The LoFi PANDEMIC Series ep#13 Koh-Dee Music Producer

In this podcast our very own hosts Joel Imber and Mel Antal are joined by the incredibly talented young music producer Cody Webberley aka ‘Koh-Dee’. We learn about the journey and career path for a young music producer based in Hobart, and the hopes and dreams that await!

What’s your first memory of Youth ARC?

I remember Joel inviting me and my cousin Jay Ward into the Bunker Music Studio and showing us some of the production gear that Youth ARC had. There were a couple of microphones, a drumkit and a native instruments machine which was cool! We started having a play around which was super fun because I had nothing like that at home!

When did you first get into music and how did it all start?

I’ve been producing music since I was in about eight or ninth grade. About 7 or 8 years ago. I was just naturally curious about musicians like Daft Punk who produced electronic sounds and I wanted to learn how they went about it. So I researched different types of programs and DAW’s, (Digital Audio Workstations) to help make it all happen. That’s where I found Ableton, which became a Christmas present that my parents got for me! Haha. I loved it so much but I didn’t know how to use it and I didn’t have anyone around me who knew about producing electronic music. So I read the manual that came with it which was a really thick book! Haha. It was the only thing I had and I hated reading at the time, haha. I tried to do my best with the information I had on hand but after a while it just wasn’t enough. So my parents decided to help me look for someone to help tutor me by putting an ad in the Mercury newspaper. A guy called Allan McConnell responded who was studying at the Con at the time, and I’m so glad he did!

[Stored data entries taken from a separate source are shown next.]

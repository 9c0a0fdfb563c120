//! Exponential ElGamal cryptosystem.
//!
//! "A secure and optimally efficient multi-authority election scheme",
//! Cramer, Gennaro, Schoenmakers, 1997. Messages ride in the exponent, so
//! the scheme is additively homomorphic but decryption needs a discrete
//! log: a precomputed table of `gq^i mod p` covers two windows around 0
//! and around `q`, the signed message space, with an unused gap in the
//! middle. The zero test `y x^-s mod p = 1` needs no table, as observed in
//! "An Efficient and Verifiable Solution to the Millionaire Problem",
//! Peng, Boyd, Dawson, Lee, 2005.

use std::{
    collections::HashMap,
    sync::{Arc, Mutex},
};

use serde::{Deserialize, Serialize};
use tracing::error;
use zeroize::Zeroize;

use crate::{
    crypto_tools::{
        bigint::BigInt,
        ciphertext::ElGamalCiphertext,
        provider::CryptoProvider,
        randomizer_cache::RandomizerCache,
        rng,
    },
    sdk::{
        api::{DuetError, DuetResult},
        config::ElGamalConfig,
    },
};

#[derive(Debug, Clone, PartialEq, Serialize, Deserialize)]
pub struct ElGamalPublicKey {
    /// prime modulus, `p = 2 m n q + 1`
    pub p: BigInt,
    /// large prime factor of `p - 1`; the plaintext space is `Z_q`
    pub q: BigInt,
    /// element of order `q` in `Z_p*`
    pub gq: BigInt,
    /// `h = gq^s mod p`
    pub h: BigInt,
}

#[derive(Debug, Clone, PartialEq, Serialize, Deserialize)]
pub struct ElGamalPrivateKey {
    pub s: BigInt,
}

impl Zeroize for ElGamalPrivateKey {
    fn zeroize(&mut self) {
        self.s = BigInt::zero();
    }
}

impl Drop for ElGamalPrivateKey {
    fn drop(&mut self) {
        self.zeroize()
    }
}

/// The pair `(gq^r mod p, h^r mod p)` folded into a deterministic
/// encryption to re-randomize it.
#[derive(Debug, Clone, PartialEq, Serialize, Deserialize)]
pub struct ElGamalRandomizer {
    pub x: BigInt,
    pub y: BigInt,
}

#[derive(Debug)]
struct DecryptionContext {
    s: BigInt,
    /// `(gq^i mod p) -> i` over the two signed windows; only built on request
    decryption_map: Option<HashMap<BigInt, BigInt>>,
}

pub struct ElGamal {
    public_key: ElGamalPublicKey,
    decryption: Option<DecryptionContext>,
    modulus: Arc<BigInt>,
    /// `2^message_space_threshold_bits`, the positive/negative boundary
    message_space_threshold: BigInt,
    randomizers: Mutex<RandomizerCache<ElGamalRandomizer>>,
    encrypted_zero: ElGamalCiphertext,
    encrypted_one: ElGamalCiphertext,
}

impl ElGamal {
    /// `p = 2 m n q + 1` for small primes `m`, `n` and a large prime `q`;
    /// `gq = g^(2 m n) mod p` for a generator `g` of `Z_p*` (Menezes,
    /// Algorithm 4.80); `s` random in `[1, q)`; `h = gq^s mod p`.
    pub fn generate_keys(
        config: &ElGamalConfig,
    ) -> DuetResult<(ElGamalPublicKey, ElGamalPrivateKey)> {
        config.validate()?;
        let rounds = config.miller_rabin_rounds;

        let size_r = config.key_bits - config.large_prime_bits;
        let size_mn = (size_r - 1) / 2;

        let (p, q, m, n) = loop {
            let q = rng::prime_exact(config.large_prime_bits, rounds)?;
            let m = rng::prime_exact(size_mn, rounds)?;
            let n = rng::prime_exact(size_mn, rounds)?;
            let r = &m * &n * BigInt::two();
            let p = &q * &r + BigInt::one();
            if p.is_prime(rounds) {
                break (p, q, m, n);
            }
        };

        // generator of Z_p*: survives every maximal-subgroup test
        let exclusions = [
            &q * &m * &n,
            &q * &m * BigInt::two(),
            &q * &n * BigInt::two(),
            &m * &n * BigInt::two(),
        ];
        let g = 'candidate: loop {
            let candidate = rng::uniform_below(&p);
            if !candidate.gcd(&p).is_one() {
                continue;
            }
            for exclusion in &exclusions {
                if candidate.modpow(exclusion, &p)?.is_one() {
                    continue 'candidate;
                }
            }
            break candidate;
        };

        let r = &m * &n * BigInt::two();
        let gq = g.modpow(&r, &p)?;

        let s = loop {
            let s = rng::uniform_below(&q);
            if !s.is_zero() {
                break s;
            }
        };
        let h = gq.modpow(&s, &p)?;

        Ok((ElGamalPublicKey { p, q, gq, h }, ElGamalPrivateKey { s }))
    }

    pub fn from_keypair(
        public_key: ElGamalPublicKey,
        private_key: ElGamalPrivateKey,
        config: &ElGamalConfig,
    ) -> DuetResult<Self> {
        config.validate()?;
        let decryption_map = if config.precompute_decryption_map {
            Some(build_decryption_map(
                &public_key,
                config.message_space_threshold_bits,
            )?)
        } else {
            None
        };
        let decryption = DecryptionContext {
            s: private_key.s.clone(),
            decryption_map,
        };
        Self::build(public_key, Some(decryption), config)
    }

    pub fn from_public_key(public_key: ElGamalPublicKey, config: &ElGamalConfig) -> DuetResult<Self> {
        config.validate()?;
        Self::build(public_key, None, config)
    }

    fn build(
        public_key: ElGamalPublicKey,
        decryption: Option<DecryptionContext>,
        config: &ElGamalConfig,
    ) -> DuetResult<Self> {
        let modulus = Arc::new(public_key.p.clone());
        let message_space_threshold = BigInt::one() << config.message_space_threshold_bits;

        let mut randomizers = RandomizerCache::new(config.randomizer_cache_capacity, || {
            let r = rng::uniform_below(&public_key.q);
            Ok(ElGamalRandomizer {
                x: public_key.gq.modpow(&r, &public_key.p)?,
                y: public_key.h.modpow(&r, &public_key.p)?,
            })
        })?;

        let encrypted_zero = {
            let c = nonrandom(&BigInt::zero(), &public_key, &modulus)?;
            let randomizer = randomizers.pop();
            c.randomized_with(&randomizer.x, &randomizer.y)?
        };
        let encrypted_one = {
            let c = nonrandom(&BigInt::one(), &public_key, &modulus)?;
            let randomizer = randomizers.pop();
            c.randomized_with(&randomizer.x, &randomizer.y)?
        };

        Ok(Self {
            public_key,
            decryption,
            modulus,
            message_space_threshold,
            randomizers: Mutex::new(randomizers),
            encrypted_zero,
            encrypted_one,
        })
    }

    pub fn public_key(&self) -> &ElGamalPublicKey {
        &self.public_key
    }

    pub fn has_private_key(&self) -> bool {
        self.decryption.is_some()
    }

    /// Fast zero test: `m = 0` iff `y x^-s mod p = 1`. No table lookup.
    pub fn is_encrypted_zero(&self, ciphertext: &ElGamalCiphertext) -> DuetResult<bool> {
        Ok(self.shared_secret_quotient(ciphertext)?.is_one())
    }

    /// `y x^-s mod p`, which equals `gq^m mod p`.
    fn shared_secret_quotient(&self, ciphertext: &ElGamalCiphertext) -> DuetResult<BigInt> {
        let context = self
            .decryption
            .as_ref()
            .ok_or(DuetError::SecretKeyRequired)?;
        let x_pow_minus_s = ciphertext
            .x()
            .modpow(&-&context.s, &self.public_key.p)?;
        Ok((ciphertext.y() * &x_pow_minus_s) % &self.public_key.p)
    }

    fn pop_randomizer(&self) -> ElGamalRandomizer {
        self.randomizers
            .lock()
            .unwrap_or_else(|poisoned| poisoned.into_inner())
            .pop()
    }
}

fn build_decryption_map(
    public_key: &ElGamalPublicKey,
    threshold_bits: usize,
) -> DuetResult<HashMap<BigInt, BigInt>> {
    let threshold = BigInt::one() << threshold_bits;
    let entries = threshold.to_usize().ok_or_else(|| {
        error!("elgamal message-space window too large for a decryption map");
        DuetError::InvalidParameter("message-space window too large".to_string())
    })?;

    let mut map = HashMap::with_capacity(2 * entries);

    // positive window [0, 2^t)
    let mut accumulator = BigInt::one();
    let mut i = BigInt::zero();
    while i < threshold {
        map.insert(accumulator.clone(), i.clone());
        accumulator = (&accumulator * &public_key.gq) % &public_key.p;
        i = i + BigInt::one();
    }

    // negative window (q - 2^t, q); one entry fewer because
    // size(positives \ {0}) = size(negatives)
    let mut i = &public_key.q - &threshold + BigInt::one();
    let mut accumulator = public_key.gq.modpow(&i, &public_key.p)?;
    while i < public_key.q {
        map.insert(accumulator.clone(), i.clone());
        accumulator = (&accumulator * &public_key.gq) % &public_key.p;
        i = i + BigInt::one();
    }

    Ok(map)
}

/// `(x, y) = (1, gq^m mod p)`; re-randomization later replaces `x` with
/// `gq^r` and scales `y` by `h^r`.
fn nonrandom(
    plaintext: &BigInt,
    public_key: &ElGamalPublicKey,
    modulus: &Arc<BigInt>,
) -> DuetResult<ElGamalCiphertext> {
    let m = if plaintext.is_negative() {
        &public_key.q + plaintext
    } else {
        plaintext.clone()
    };
    Ok(ElGamalCiphertext::new(
        BigInt::one(),
        public_key.gq.modpow(&m, &public_key.p)?,
        modulus.clone(),
    ))
}

impl CryptoProvider for ElGamal {
    type Ciphertext = ElGamalCiphertext;

    fn encrypt_nonrandom(&self, plaintext: &BigInt) -> DuetResult<ElGamalCiphertext> {
        nonrandom(plaintext, &self.public_key, &self.modulus)
    }

    fn randomize(&self, ciphertext: &ElGamalCiphertext) -> DuetResult<ElGamalCiphertext> {
        let randomizer = self.pop_randomizer();
        ciphertext.randomized_with(&randomizer.x, &randomizer.y)
    }

    fn decrypt(&self, ciphertext: &ElGamalCiphertext) -> DuetResult<BigInt> {
        let quotient = self.shared_secret_quotient(ciphertext)?;
        if quotient.is_one() {
            return Ok(BigInt::zero());
        }

        let context = self
            .decryption
            .as_ref()
            .ok_or(DuetError::SecretKeyRequired)?;
        let map = context.decryption_map.as_ref().ok_or_else(|| {
            error!("elgamal decryption requires the precomputed decryption map");
            DuetError::InvalidParameter(
                "decryption requires the precomputed decryption map".to_string(),
            )
        })?;

        let output = map.get(&quotient).cloned().ok_or(DuetError::Undecodable)?;
        Ok(self.group_to_signed(output))
    }

    fn add(&self, lhs: &ElGamalCiphertext, rhs: &ElGamalCiphertext) -> DuetResult<ElGamalCiphertext> {
        lhs.homomorphic_add(rhs)
    }

    fn neg(&self, ciphertext: &ElGamalCiphertext) -> DuetResult<ElGamalCiphertext> {
        ciphertext.homomorphic_neg()
    }

    fn mul_plain(&self, lhs: &ElGamalCiphertext, rhs: &BigInt) -> DuetResult<ElGamalCiphertext> {
        lhs.homomorphic_mul_plain(rhs)
    }

    fn message_space_upper(&self) -> &BigInt {
        &self.public_key.q
    }

    /// The signed message space splits into the windows `[0, 2^t)` and
    /// `(q - 2^t, q)`; the threshold is the boundary.
    fn pos_neg_boundary(&self) -> &BigInt {
        &self.message_space_threshold
    }

    fn message_space_bits(&self) -> usize {
        self.public_key.q.bits()
    }

    fn encryption_modulus(&self) -> &BigInt {
        &self.modulus
    }

    fn encrypted_zero(&self, randomized: bool) -> DuetResult<ElGamalCiphertext> {
        if randomized {
            self.randomize(&self.encrypted_zero)
        } else {
            Ok(self.encrypted_zero.clone())
        }
    }

    fn encrypted_one(&self, randomized: bool) -> DuetResult<ElGamalCiphertext> {
        if randomized {
            self.randomize(&self.encrypted_one)
        } else {
            Ok(self.encrypted_one.clone())
        }
    }
}

#[cfg(test)]
pub(crate) mod tests {
    use super::*;

    pub(crate) fn test_config(precompute_decryption_map: bool) -> ElGamalConfig {
        ElGamalConfig {
            key_bits: 192,
            large_prime_bits: 64,
            message_space_threshold_bits: 8,
            precompute_decryption_map,
            miller_rabin_rounds: 10,
            randomizer_cache_capacity: 4,
        }
    }

    pub(crate) fn test_instances() -> (ElGamal, ElGamal) {
        let config = test_config(true);
        let (public_key, private_key) = ElGamal::generate_keys(&config).unwrap();
        let keyed = ElGamal::from_keypair(public_key.clone(), private_key, &config).unwrap();
        let keyless = ElGamal::from_public_key(public_key, &config).unwrap();
        (keyed, keyless)
    }

    #[test]
    fn round_trip_inside_the_windows() {
        let (keyed, _) = test_instances();
        for m in [0i64, 1, 127, -1, -127] {
            let m = BigInt::from(m);
            assert_eq!(keyed.decrypt(&keyed.encrypt(&m).unwrap()).unwrap(), m);
        }
    }

    #[test]
    fn window_edges() {
        let (keyed, _) = test_instances();
        let boundary = keyed.pos_neg_boundary().clone();
        let below = &boundary - BigInt::one();
        assert_eq!(
            keyed.decrypt(&keyed.encrypt(&below).unwrap()).unwrap(),
            below
        );
        let negative_edge = -(&boundary - BigInt::one());
        assert_eq!(
            keyed
                .decrypt(&keyed.encrypt(&negative_edge).unwrap())
                .unwrap(),
            negative_edge
        );
        // the gap between the windows is undecodable
        let in_gap = &boundary + BigInt::one();
        assert_eq!(
            keyed.decrypt(&keyed.encrypt(&in_gap).unwrap()),
            Err(DuetError::Undecodable)
        );
    }

    #[test]
    fn zero_test_without_decryption_map() {
        let config = test_config(false);
        let (public_key, private_key) = ElGamal::generate_keys(&config).unwrap();
        let keyed = ElGamal::from_keypair(public_key, private_key, &config).unwrap();

        assert!(keyed
            .is_encrypted_zero(&keyed.encrypted_zero(true).unwrap())
            .unwrap());
        assert!(!keyed
            .is_encrypted_zero(&keyed.encrypted_one(true).unwrap())
            .unwrap());
        assert!(matches!(
            keyed.decrypt(&keyed.encrypted_one(true).unwrap()),
            Err(DuetError::InvalidParameter(_))
        ));
    }

    #[test]
    fn homomorphic_operations_are_componentwise() {
        let (keyed, _) = test_instances();
        let enc_x = keyed.encrypt(&BigInt::from(2)).unwrap();
        let enc_y = keyed.encrypt(&BigInt::from(-1)).unwrap();

        assert_eq!(
            keyed.decrypt(&keyed.add(&enc_x, &enc_y).unwrap()).unwrap(),
            BigInt::one()
        );
        assert_eq!(
            keyed.decrypt(&keyed.neg(&enc_x).unwrap()).unwrap(),
            BigInt::from(-2)
        );
        assert_eq!(
            keyed.decrypt(&keyed.sub(&enc_x, &enc_y).unwrap()).unwrap(),
            BigInt::from(3)
        );
        assert_eq!(
            keyed
                .decrypt(&keyed.mul_plain(&enc_x, &BigInt::from(-1)).unwrap())
                .unwrap(),
            BigInt::from(-2)
        );
    }

    #[test]
    fn rerandomization_preserves_plaintext() {
        let (keyed, keyless) = test_instances();
        let c = keyless.encrypt(&BigInt::from(42)).unwrap();
        let r = keyless.randomize(&c).unwrap();
        assert!(c.x() != r.x() || c.y() != r.y());
        assert_eq!(keyed.decrypt(&r).unwrap(), BigInt::from(42));
    }
}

What was your first project in beat-making like?

It was exhilarating! I recently revisited some of my old songs with one of my friends, just going through and listening to our very first projects and it was kind of hard not to cringe at them! Haha. But still, it felt amazing at the time just to be able to complete a full song. It was comparable to the songs I was listening to and the artists I looked up to at the time. It obviously didn’t sound anywhere near as good! Haha. But in terms of the form and the structure it was a closer product than what I had before.

Who were some of the artists you were looking up to at the time?

Flume was definitely a big one and Allan introduced me to Lido, who is still one of my favourite producers in the game. I also went through a big Dub-step and Trap phase, listening to people like Skrillex. I still haven’t got out of that! A lot of my time was spent behind a computer at my desk haha, just working towards music and learning all the techniques and skills needed to make proper electronic music.

What inspired your music production dream?

Back in music class studying at Sorrell high school, everyone was getting into traditional instruments learning how to play drums or learning how to play covers on keyboard, just learning other people’s music. I was just fiddling away a lot of the time just making my own stuff up and I was fortunate enough to have a very understanding music teacher at the time (actually all of my music teachers have just been lovely!). But I just really wanted to make my own music and he really supported me in performing music that I made up on the keyboard. It felt a little more unique and that was my way of standing out.

How did COVID lockdown affect you?

I’ve got a home studio right next to my bedroom at my parents place. I’m lucky enough to have a separate space to where I sleep so that I’m not too distracted but I’ve been producing in this little home studio since before the virus so it hasn’t really affected my creativity that much at all. It probably has in terms of working with people and collaborating, it’s made that harder. For example, working with a couple of vocalists and I wasn’t able to do any recording work with them until the restrictions eased.